◆ Exercise objective:
Each line of the listing is to be retyped exactly as given.

◆ Records:
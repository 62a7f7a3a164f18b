//! Application startup and utilities.
//!
//! This module contains exit codes, tracing setup, and error hints
//! that support the main entry point.

use host_ipv4::config::ConfigError;
use tracing::Level;
use tracing_subscriber::EnvFilter;

/// Application exit codes.
pub mod exit_code {
    use std::process::ExitCode;

    /// Success (exit code 0), whether or not an address was found.
    pub const SUCCESS: ExitCode = ExitCode::SUCCESS;

    /// Configuration error (exit code 1) - invalid args, unreadable config file, etc.
    pub const CONFIG_ERROR: ExitCode = ExitCode::FAILURE;

    /// Runtime error (exit code 2) - ifconfig failed, adapter query failed, etc.
    ///
    /// Note: This is a function rather than a constant because `ExitCode::from()` is not `const fn`.
    pub fn runtime_error() -> ExitCode {
        ExitCode::from(2)
    }
}

/// Prints helpful hints for common configuration errors.
pub fn print_config_hint(error: &ConfigError) {
    match error {
        ConfigError::FileRead { .. } => {
            eprintln!("\nRun 'host-ipv4 init' to generate a configuration template.");
        }
        ConfigError::UnsupportedStrategy { .. } => {
            eprintln!("\nUse '--strategy ifconfig' or '--strategy auto' on this platform.");
        }
        ConfigError::MissingInput { .. } => {
            eprintln!("\nSave the output first, e.g. 'ifconfig -a > ifconfig.txt'.");
        }
        _ => {}
    }
}

/// Sets up the tracing subscriber for logging.
///
/// Logs go to stderr so that stdout carries only the result.
pub fn setup_tracing(verbose: bool) {
    let level = if verbose { Level::DEBUG } else { Level::INFO };

    let filter = EnvFilter::builder()
        .with_default_directive(level.into())
        .from_env_lossy();

    tracing_subscriber::fmt()
        .with_env_filter(filter)
        .with_target(false)
        .with_writer(std::io::stderr)
        .init();
}
//! Configuration layer for host-ipv4.
//!
//! This module provides:
//! - CLI argument parsing ([`Cli`], [`Command`])
//! - TOML configuration file parsing ([`TomlConfig`])
//! - Validated configuration ([`ValidatedConfig`])
//! - Configuration file generation ([`write_default_config`])
//! - Default values ([`defaults`])
//!
//! # Priority
//!
//! Configuration values are resolved with the following priority (highest to lowest):
//!
//! 1. **Explicit CLI arguments** - Values explicitly passed via command line
//! 2. **TOML config file** - Values from the configuration file
//! 3. **Built-in defaults** - Hardcoded default values
//!
//! For ifconfig arguments (`--ifconfig-arg`), CLI values **replace** TOML
//! `ifconfig.args` entirely (not merged).
//!
//! # Boolean Flag Semantics
//!
//! `--host-fallback` uses OR semantics: if set `true` in either CLI or TOML,
//! the result is `true`. Flags only enable, never disable.
//!
//! # Paths
//!
//! The config file path, `ifconfig.program` and `ifconfig.input` accept a
//! leading `~` for the home directory.

mod cli;
pub mod defaults;
mod error;
mod toml;
mod validated;

#[cfg(test)]
mod toml_tests;

pub use cli::{Cli, Command, FormatArg, StrategyArg};
pub use error::{ConfigError, field};
pub use toml::{IfconfigSection, OutputSection, ResolveSection, TomlConfig, default_config_template};
pub use validated::{OutputFormat, ValidatedConfig, write_default_config};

◆ Your solution:
repository 62a7f7a3a164f18b
//! Application startup and utilities.
//!
//! This module contains exit codes, tracing setup, and error hints
//! that support the main entry point.

use host_ipv4::config::ConfigError;
use tracing::Level;
use tracing_subscriber::EnvFilter;

/// Application exit codes.
pub mod exit_code {
    use std::process::ExitCode;

    /// Success (exit code 0), whether or not an address was found.
    pub const SUCCESS: ExitCode = ExitCode::SUCCESS;

    /// Configuration error (exit code 1) - invalid args, unreadable config file, etc.
    pub const CONFIG_ERROR: ExitCode = ExitCode::FAILURE;

    /// Runtime error (exit code 2) - ifconfig failed, adapter query failed, etc.
    ///
    /// Note: This is a function rather than a constant because `ExitCode::from()` is not `const fn`.
    pub fn runtime_error() -> ExitCode {
        ExitCode::from(2)
    }
}

/// Prints helpful hints for common configuration errors.
pub fn print_config_hint(error: &ConfigError) {
    match error {
        ConfigError::FileRead { .. } => {
            eprintln!("\nRun 'host-ipv4 init' to generate a configuration template.");
        }
        ConfigError::UnsupportedStrategy { .. } => {
            eprintln!("\nUse '--strategy ifconfig' or '--strategy auto' on this platform.");
        }
        ConfigError::MissingInput { .. } => {
            eprintln!("\nSave the output first, e.g. 'ifconfig -a > ifconfig.txt'.");
        }
        _ => {}
    }
}

/// Sets up the tracing subscriber for logging.
///
/// Logs go to stderr so that stdout carries only the result.
pub fn setup_tracing(verbose: bool) {
    let level = if verbose { Level::DEBUG } else { Level::INFO };

    let filter = EnvFilter::builder()
        .with_default_directive(level.into())
        .from_env_lossy();

    tracing_subscriber::fmt()
        .with_env_filter(filter)
        .with_target(false)
        .with_writer(std::io::stderr)
        .init();
}
//! Configuration layer for host-ipv4.
//!
//! This module provides:
//! - CLI argument parsing ([`Cli`], [`Command`])
//! - TOML configuration file parsing ([`TomlConfig`])
//! - Validated configuration ([`ValidatedConfig`])
//! - Configuration file generation ([`write_default_config`])
//! - Default values ([`defaults`])
//!
//! # Priority
//!
//! Configuration values are resolved with the following priority (highest to lowest):
//!
//! 1. **Explicit CLI arguments** - Values explicitly passed via command line
//! 2. **TOML config file** - Values from the configuration file
//! 3. **Built-in defaults** - Hardcoded default values
//!
//! For ifconfig arguments (`--ifconfig-arg`), CLI values **replace** TOML
//! `ifconfig.args` entirely (not merged).
//!
//! # Boolean Flag Semantics
//!
//! `--host-fallback` uses OR semantics: if set `true` in either CLI or TOML,
//! the result is `true`. Flags only enable, never disable.
//!
//! # Paths
//!
//! The config file path, `ifconfig.program` and `ifconfig.input` accept a
//! leading `~` for the home directory.

mod cli;
pub mod defaults;
mod error;
mod toml;
mod validated;

#[cfg(test)]
mod toml_tests;

pub use cli::{Cli, Command, FormatArg, StrategyArg};
pub use error::{ConfigError, field};
pub use toml::{IfconfigSection, OutputSection, ResolveSection, TomlConfig, default_config_template};
pub use validated::{OutputFormat, ValidatedConfig, write_default_config};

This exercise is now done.